In the entries below, every line that contains "body" must be located and copied.

--- Exercise materials Enclosed Below ---

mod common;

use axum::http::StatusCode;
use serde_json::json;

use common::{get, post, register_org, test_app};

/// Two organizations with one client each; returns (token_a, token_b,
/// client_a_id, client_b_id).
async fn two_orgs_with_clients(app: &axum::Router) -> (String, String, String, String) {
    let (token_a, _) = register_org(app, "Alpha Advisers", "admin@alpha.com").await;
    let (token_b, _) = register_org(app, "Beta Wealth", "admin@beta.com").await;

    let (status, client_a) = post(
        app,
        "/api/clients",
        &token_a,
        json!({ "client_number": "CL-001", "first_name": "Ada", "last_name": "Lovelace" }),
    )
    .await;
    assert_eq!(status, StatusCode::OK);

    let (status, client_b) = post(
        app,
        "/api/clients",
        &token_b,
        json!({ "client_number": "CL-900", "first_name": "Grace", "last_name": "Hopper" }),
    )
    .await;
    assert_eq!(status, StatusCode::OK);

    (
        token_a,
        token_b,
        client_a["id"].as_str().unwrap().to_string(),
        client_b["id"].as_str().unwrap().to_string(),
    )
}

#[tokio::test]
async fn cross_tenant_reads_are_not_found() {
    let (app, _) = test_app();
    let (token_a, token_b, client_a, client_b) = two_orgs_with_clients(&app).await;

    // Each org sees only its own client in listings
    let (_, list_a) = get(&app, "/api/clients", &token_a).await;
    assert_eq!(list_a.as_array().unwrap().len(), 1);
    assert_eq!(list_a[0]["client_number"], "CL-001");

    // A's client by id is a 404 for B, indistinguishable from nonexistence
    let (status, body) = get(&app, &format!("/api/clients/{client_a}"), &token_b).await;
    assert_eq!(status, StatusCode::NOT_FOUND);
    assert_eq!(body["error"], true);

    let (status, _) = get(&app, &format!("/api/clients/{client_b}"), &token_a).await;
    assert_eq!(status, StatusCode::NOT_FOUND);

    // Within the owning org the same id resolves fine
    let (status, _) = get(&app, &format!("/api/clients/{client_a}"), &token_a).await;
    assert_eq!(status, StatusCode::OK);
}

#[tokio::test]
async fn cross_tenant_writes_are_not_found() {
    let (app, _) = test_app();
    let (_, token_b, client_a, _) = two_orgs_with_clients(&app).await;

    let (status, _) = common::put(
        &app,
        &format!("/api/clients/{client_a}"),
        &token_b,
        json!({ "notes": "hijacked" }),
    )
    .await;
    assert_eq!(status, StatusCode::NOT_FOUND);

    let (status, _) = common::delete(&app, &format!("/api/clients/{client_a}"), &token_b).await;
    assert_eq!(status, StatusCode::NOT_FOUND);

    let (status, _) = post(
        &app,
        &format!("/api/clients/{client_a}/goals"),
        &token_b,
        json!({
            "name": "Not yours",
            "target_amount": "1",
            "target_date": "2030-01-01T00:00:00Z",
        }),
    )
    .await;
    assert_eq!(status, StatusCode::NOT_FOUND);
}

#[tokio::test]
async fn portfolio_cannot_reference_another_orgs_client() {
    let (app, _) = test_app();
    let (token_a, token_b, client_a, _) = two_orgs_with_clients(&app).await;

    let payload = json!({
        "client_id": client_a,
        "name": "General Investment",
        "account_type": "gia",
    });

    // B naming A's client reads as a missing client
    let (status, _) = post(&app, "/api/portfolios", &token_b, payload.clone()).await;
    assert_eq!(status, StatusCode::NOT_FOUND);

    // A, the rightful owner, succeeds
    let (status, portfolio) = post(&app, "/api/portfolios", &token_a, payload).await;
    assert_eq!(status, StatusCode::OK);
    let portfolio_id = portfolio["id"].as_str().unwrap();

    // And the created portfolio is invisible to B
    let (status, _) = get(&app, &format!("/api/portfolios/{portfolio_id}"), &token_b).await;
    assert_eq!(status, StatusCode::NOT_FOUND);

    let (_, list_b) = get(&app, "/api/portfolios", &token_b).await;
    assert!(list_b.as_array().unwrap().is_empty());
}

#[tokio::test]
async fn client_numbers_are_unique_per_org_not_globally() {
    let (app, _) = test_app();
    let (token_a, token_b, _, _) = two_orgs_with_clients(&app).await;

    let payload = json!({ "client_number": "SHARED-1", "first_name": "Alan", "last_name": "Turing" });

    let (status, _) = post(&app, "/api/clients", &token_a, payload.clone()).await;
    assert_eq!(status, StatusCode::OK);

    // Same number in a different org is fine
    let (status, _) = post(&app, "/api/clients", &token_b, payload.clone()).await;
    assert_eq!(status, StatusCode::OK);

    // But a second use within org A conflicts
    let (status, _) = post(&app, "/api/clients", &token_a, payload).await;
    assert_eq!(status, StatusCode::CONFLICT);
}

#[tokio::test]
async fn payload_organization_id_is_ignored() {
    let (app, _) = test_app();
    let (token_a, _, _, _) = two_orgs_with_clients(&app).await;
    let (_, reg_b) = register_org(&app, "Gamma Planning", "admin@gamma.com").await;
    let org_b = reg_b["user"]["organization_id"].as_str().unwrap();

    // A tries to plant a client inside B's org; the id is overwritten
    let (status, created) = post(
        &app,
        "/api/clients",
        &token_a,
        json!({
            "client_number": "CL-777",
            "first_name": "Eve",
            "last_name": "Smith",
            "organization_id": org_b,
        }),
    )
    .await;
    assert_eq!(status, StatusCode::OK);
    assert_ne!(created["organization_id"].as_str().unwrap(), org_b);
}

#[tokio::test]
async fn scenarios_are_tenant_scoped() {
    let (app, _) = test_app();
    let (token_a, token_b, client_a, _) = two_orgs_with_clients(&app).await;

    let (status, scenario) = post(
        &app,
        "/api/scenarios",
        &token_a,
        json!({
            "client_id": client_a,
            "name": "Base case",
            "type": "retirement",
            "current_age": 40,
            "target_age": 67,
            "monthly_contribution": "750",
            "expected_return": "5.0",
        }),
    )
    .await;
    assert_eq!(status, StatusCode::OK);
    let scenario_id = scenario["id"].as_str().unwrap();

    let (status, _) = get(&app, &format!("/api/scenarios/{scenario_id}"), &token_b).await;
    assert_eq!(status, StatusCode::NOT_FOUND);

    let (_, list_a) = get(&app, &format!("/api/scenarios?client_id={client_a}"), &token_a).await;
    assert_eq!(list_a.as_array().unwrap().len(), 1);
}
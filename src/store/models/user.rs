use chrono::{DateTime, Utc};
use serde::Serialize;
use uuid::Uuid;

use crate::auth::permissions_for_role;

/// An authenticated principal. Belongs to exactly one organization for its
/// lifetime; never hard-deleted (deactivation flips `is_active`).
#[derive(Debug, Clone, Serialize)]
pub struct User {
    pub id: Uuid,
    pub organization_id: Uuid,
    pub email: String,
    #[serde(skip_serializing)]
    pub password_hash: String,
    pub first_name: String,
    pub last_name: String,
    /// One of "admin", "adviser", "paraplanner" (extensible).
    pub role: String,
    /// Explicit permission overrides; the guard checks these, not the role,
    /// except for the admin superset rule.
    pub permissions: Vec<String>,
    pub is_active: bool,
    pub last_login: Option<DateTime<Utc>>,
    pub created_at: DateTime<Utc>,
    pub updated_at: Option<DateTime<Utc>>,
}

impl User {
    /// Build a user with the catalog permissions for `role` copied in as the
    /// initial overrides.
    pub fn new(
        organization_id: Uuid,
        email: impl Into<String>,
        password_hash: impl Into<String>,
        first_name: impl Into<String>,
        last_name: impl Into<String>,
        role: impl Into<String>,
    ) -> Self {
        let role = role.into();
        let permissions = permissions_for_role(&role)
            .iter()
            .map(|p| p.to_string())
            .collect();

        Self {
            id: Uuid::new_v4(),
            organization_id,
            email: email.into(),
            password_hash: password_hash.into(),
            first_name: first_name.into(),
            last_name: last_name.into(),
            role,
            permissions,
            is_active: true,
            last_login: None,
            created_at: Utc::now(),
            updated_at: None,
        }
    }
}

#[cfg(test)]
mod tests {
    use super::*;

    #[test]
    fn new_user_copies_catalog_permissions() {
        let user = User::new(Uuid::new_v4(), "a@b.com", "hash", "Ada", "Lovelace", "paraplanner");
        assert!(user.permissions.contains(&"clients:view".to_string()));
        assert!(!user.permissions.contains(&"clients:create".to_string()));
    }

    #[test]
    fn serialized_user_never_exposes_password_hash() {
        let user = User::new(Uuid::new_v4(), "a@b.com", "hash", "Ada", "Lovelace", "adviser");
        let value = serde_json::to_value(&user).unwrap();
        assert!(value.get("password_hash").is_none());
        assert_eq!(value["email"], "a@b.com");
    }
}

--- End of Enclosed Exercise materials ---

* _Response box_:
    let (status, body) = get(&app, &format!("/api/clients/{client_a}"), &token_b).await;
    assert_eq!(body["error"], true);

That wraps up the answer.